As at April 3, Morningstar has a three-star rating on fairly valued LVMH Moët Hennessy Louis Vuitton with a EUR650 ($954.13) fair value estimate; a one-star rating on overvalued Hermes International with a EUR1,480 fair value estimate; and a five-star rating on undervalued Kering with a EUR448 fair value estimate. 

Kering owns brands like Gucci, Saint Laurent, Bottega Veneta, Balenciaga, McQueen and Brion.

Americans account for around 30% of global luxury consumption and sales exposures in the Americas for companies under Morningstar’s coverage range from the mid-teens to high-30%. 

See also: Hunting for value in luxury stocks

Moncler, Prada and Swatch are least exposed; EssilorLuxottica, Brunello Cucinelli and Pandora are most exposed, says Sokolova. 

“We continue to believe that the luxury industry can offset tariffs with pricing and luxury consumers are globally mobile.
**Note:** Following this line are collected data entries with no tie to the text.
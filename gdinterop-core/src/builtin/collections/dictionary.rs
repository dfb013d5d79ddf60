/*
 * Copyright (c) godot-rust; Bromeon and contributors.
 * This Source Code Form is subject to the terms of the Mozilla Public
 * License, v. 2.0. If a copy of the MPL was not distributed with this
 * file, You can obtain one at https://mozilla.org/MPL/2.0/.
 */

use std::fmt;
use std::marker::PhantomData;

use crate::builtin::collections::replace_variant_slot;
use crate::builtin::{VarArray, Variant};
use crate::lifetime::Tracked;
use crate::meta::error::ConvertError;
use crate::meta::{ConversionSlots, Marshal};
use crate::sys;
use crate::sys::{NativeDictionary, NativeValue, VariantType};

/// Engine `Dictionary`: insertion-ordered map from variants to variants.
pub struct Dictionary {
    inner: Tracked<NativeDictionary>,
}

impl Dictionary {
    pub fn new() -> Self {
        Self::from_native(NativeDictionary::new_default())
    }

    pub fn len(&self) -> usize {
        self.inner.with(|d| d.len())
    }

    pub fn is_empty(&self) -> bool {
        self.len() == 0
    }

    /// Value under `key`, or `None` if absent. A present `Nil` value is `Some`.
    pub fn get<K: Marshal>(&self, key: &K) -> Option<Variant> {
        let key = key.to_variant();
        self.inner.with(|d| d.get(key.native())).map(Variant::from_native)
    }

    pub fn contains_key<K: Marshal>(&self, key: &K) -> bool {
        let key = key.to_variant();
        self.inner.with(|d| d.has(key.native()))
    }

    /// Inserts or overwrites the value under `key`.
    pub fn set<K: Marshal, V: Marshal>(&mut self, key: &K, value: &V) {
        let key = key.to_variant();
        let value = value.to_variant();

        self.inner.with_mut(|d| {
            let slot = d.get_or_insert_ptr(key.native());
            assert!(!slot.is_null(), "Dictionary rejected key {key:?}");

            // SAFETY: the engine returned a live value slot (inserted as `Nil` if new).
            unsafe { replace_variant_slot(slot, value) };
        });
    }

    /// Removes `key`. Returns whether it was present.
    pub fn remove<K: Marshal>(&mut self, key: &K) -> bool {
        let key = key.to_variant();
        self.inner.with_mut(|d| d.erase(key.native()))
    }

    /// All keys, in insertion order.
    pub fn keys(&self) -> VarArray {
        let mut keys = self.inner.with(|d| d.keys());

        // SAFETY: `keys()` returns a fresh array; ownership moves into the wrapper.
        unsafe { VarArray::from_sys_taking_ownership(keys.sys_mut()) }
    }

    pub fn clear(&mut self) {
        self.inner.with_mut(|d| d.clear());
    }

    /// New dictionary with the same entries. Refcounted values are shared.
    pub fn duplicate_shallow(&self) -> Self {
        Self::from_native(self.inner.with(|d| d.duplicate(false)))
    }

    /// Releases the native dictionary now. Later calls and the eventual drop are no-ops; any other use panics.
    pub fn dispose(&self) {
        self.inner.dispose();
    }

    pub fn is_disposed(&self) -> bool {
        self.inner.is_disposed()
    }

    /// Takes over the dictionary at `src`. The slot must not be destroyed by anyone else afterwards.
    ///
    /// # Safety
    /// `src` must point to a live dictionary, owned by the caller.
    pub unsafe fn from_sys_taking_ownership(src: sys::GDExtensionTypePtr) -> Self {
        // SAFETY: forwarded to caller.
        Self::from_tracked(unsafe { Tracked::from_sys_taking_ownership(src) })
    }

    /// Copy-constructs from the dictionary at `src`, sharing its entries.
    ///
    /// # Safety
    /// `src` must point to a live dictionary.
    pub unsafe fn from_sys_copying(src: sys::GDExtensionConstTypePtr) -> Self {
        // SAFETY: forwarded to caller.
        Self::from_tracked(unsafe { Tracked::from_sys_copying(src) })
    }

    fn from_tracked(inner: Tracked<NativeDictionary>) -> Self {
        Self { inner }
    }

    fn from_native(native: NativeDictionary) -> Self {
        Self::from_tracked(Tracked::new(native))
    }

    fn as_variant_shared(&self) -> Variant {
        self.inner.with(|d| Variant::from_builtin(d))
    }
}

impl Marshal for Dictionary {
    const VIA_REGISTRY: bool = false;

    fn variant_type() -> VariantType {
        VariantType::Dictionary
    }

    /// Stores a shallow duplicate.
    fn to_variant(&self) -> Variant {
        self.duplicate_shallow().as_variant_shared()
    }

    /// Extracts a shallow duplicate.
    fn try_from_variant(variant: &Variant) -> Result<Self, ConvertError> {
        let mut extracted = variant.try_to_builtin::<NativeDictionary>()?;
        let copy = extracted.duplicate(false);

        // SAFETY: `extracted` shares data with the variant and is not used afterwards.
        unsafe { extracted.destroy() };
        Ok(Self::from_native(copy))
    }

    unsafe fn write_to_ptr(&self, dst: sys::GDExtensionUninitializedTypePtr) {
        let copy = self.inner.clone_native();

        // SAFETY: forwarded to caller.
        unsafe { copy.move_into_sys(dst) }
    }

    unsafe fn try_read_from_ptr(src: sys::GDExtensionConstTypePtr) -> Result<Self, ConvertError> {
        // SAFETY: forwarded to caller.
        Ok(unsafe { Self::from_sys_copying(src) })
    }
}

impl Default for Dictionary {
    fn default() -> Self {
        Self::new()
    }
}

/// Shares the entries with the original, like a reference copy in GDScript.
impl Clone for Dictionary {
    fn clone(&self) -> Self {
        Self::from_native(self.inner.clone_native())
    }
}

impl PartialEq for Dictionary {
    fn eq(&self, other: &Self) -> bool {
        self.as_variant_shared() == other.as_variant_shared()
    }
}

impl fmt::Debug for Dictionary {
    fn fmt(&self, f: &mut fmt::Formatter<'_>) -> fmt::Result {
        write!(f, "{}", self.as_variant_shared())
    }
}

// ----------------------------------------------------------------------------------------------------------------------------------------------
// TypedDictionary

/// Dictionary whose keys and values are statically `K` and `V`.
///
/// The engine side is an ordinary dictionary; the types are checked when converting from a variant or pointer. Conversions go
/// through the [conversion registry](crate::meta::conversion_registry), see
/// [`ConversionRegistrar::dictionary()`](crate::meta::ConversionRegistrar::dictionary).
pub struct TypedDictionary<K: Marshal, V: Marshal> {
    dict: Dictionary,
    _phantom: PhantomData<fn() -> (K, V)>,
}

impl<K: Marshal, V: Marshal> TypedDictionary<K, V> {
    pub fn new() -> Self {
        Self::from_untyped(Dictionary::new())
    }

    pub fn len(&self) -> usize {
        self.dict.len()
    }

    pub fn is_empty(&self) -> bool {
        self.dict.is_empty()
    }

    /// ⚠️ Value under `key`, or `None` if absent.
    ///
    /// # Panics
    /// If the stored value cannot be converted to `V`.
    pub fn get(&self, key: &K) -> Option<V> {
        self.dict.get(key).map(|v| V::from_variant(&v))
    }

    pub fn contains_key(&self, key: &K) -> bool {
        self.dict.contains_key(key)
    }

    pub fn insert(&mut self, key: &K, value: &V) {
        self.dict.set(key, value);
    }

    pub fn remove(&mut self, key: &K) -> bool {
        self.dict.remove(key)
    }

    /// ⚠️ All keys, in insertion order.
    ///
    /// # Panics
    /// If a key cannot be converted to `K`.
    pub fn keys(&self) -> Vec<K> {
        self.dict.keys().to_vec().iter().map(K::from_variant).collect()
    }

    pub fn as_untyped(&self) -> &Dictionary {
        &self.dict
    }

    pub fn dispose(&self) {
        self.dict.dispose();
    }

    pub fn is_disposed(&self) -> bool {
        self.dict.is_disposed()
    }

    /// Slot set used by the conversion registry for `TypedDictionary<K, V>`.
    pub fn conversion_slots() -> ConversionSlots<Self> {
        ConversionSlots {
            write_ptr: Self::write_ptr_direct,
            read_ptr: Self::read_ptr_direct,
            to_variant: Self::to_variant_direct,
            from_variant: Self::from_variant_direct,
        }
    }

    fn from_untyped(dict: Dictionary) -> Self {
        Self {
            dict,
            _phantom: PhantomData,
        }
    }

    /// Verifies that every entry converts to `(K, V)`.
    fn checked(dict: Dictionary) -> Result<Self, ConvertError> {
        for key in dict.keys().to_vec() {
            K::try_from_variant(&key)?;

            if let Some(value) = dict.get(&key) {
                V::try_from_variant(&value)?;
            }
        }

        Ok(Self::from_untyped(dict))
    }

    fn to_variant_direct(&self) -> Variant {
        self.dict.to_variant()
    }

    fn from_variant_direct(variant: &Variant) -> Result<Self, ConvertError> {
        Dictionary::try_from_variant(variant).and_then(Self::checked)
    }

    unsafe fn write_ptr_direct(&self, dst: sys::GDExtensionUninitializedTypePtr) {
        // SAFETY: forwarded to caller.
        unsafe { self.dict.write_to_ptr(dst) }
    }

    unsafe fn read_ptr_direct(src: sys::GDExtensionConstTypePtr) -> Result<Self, ConvertError> {
        // SAFETY: forwarded to caller.
        let dict = unsafe { Dictionary::try_read_from_ptr(src)? };
        Self::checked(dict)
    }
}

impl<K: Marshal, V: Marshal> Marshal for TypedDictionary<K, V> {
    fn variant_type() -> VariantType {
        VariantType::Dictionary
    }
}

impl<K: Marshal, V: Marshal> Default for TypedDictionary<K, V> {
    fn default() -> Self {
        Self::new()
    }
}

impl<K: Marshal, V: Marshal> Clone for TypedDictionary<K, V> {
    fn clone(&self) -> Self {
        Self::from_untyped(self.dict.clone())
    }
}

impl<K: Marshal, V: Marshal> fmt::Debug for TypedDictionary<K, V> {
    fn fmt(&self, f: &mut fmt::Formatter<'_>) -> fmt::Result {
        fmt::Debug::fmt(&self.dict, f)
    }
}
For example, about 35% of global luxury purchases are done by tourists. Hence, the share of shopping abroad is likely to increase for Americans,” she adds. 

Sokolova sees higher risk from the impact of tariffs on the broader economy and consumer sentiment. 

See also: LVMH, Kering, Hermes and luxury consolidation

In particular, a downturn in US equity markets since the beginning of the year “is not a good indicator”. “We found that equity prices had significant predictive power for luxury sales before the pandemic; 59% lagged correlating with luxury industry growth on S&P 500 returns over 2007-2019.”

Despite being economically cyclical, the luxury sector remains resilient in the long run with strong pricing power, low risk of technical obsolescence and high barriers to entry, adds Sokolova. “We see any significant sell-off in the sector as a buying opportunity.”

As at 10.18am on April 4 on the Euronext Paris stock exchange, shares in LVMH are trading at EUR542.80, Hermes is trading at EUR2,329 and Kering is trading at EUR177.60.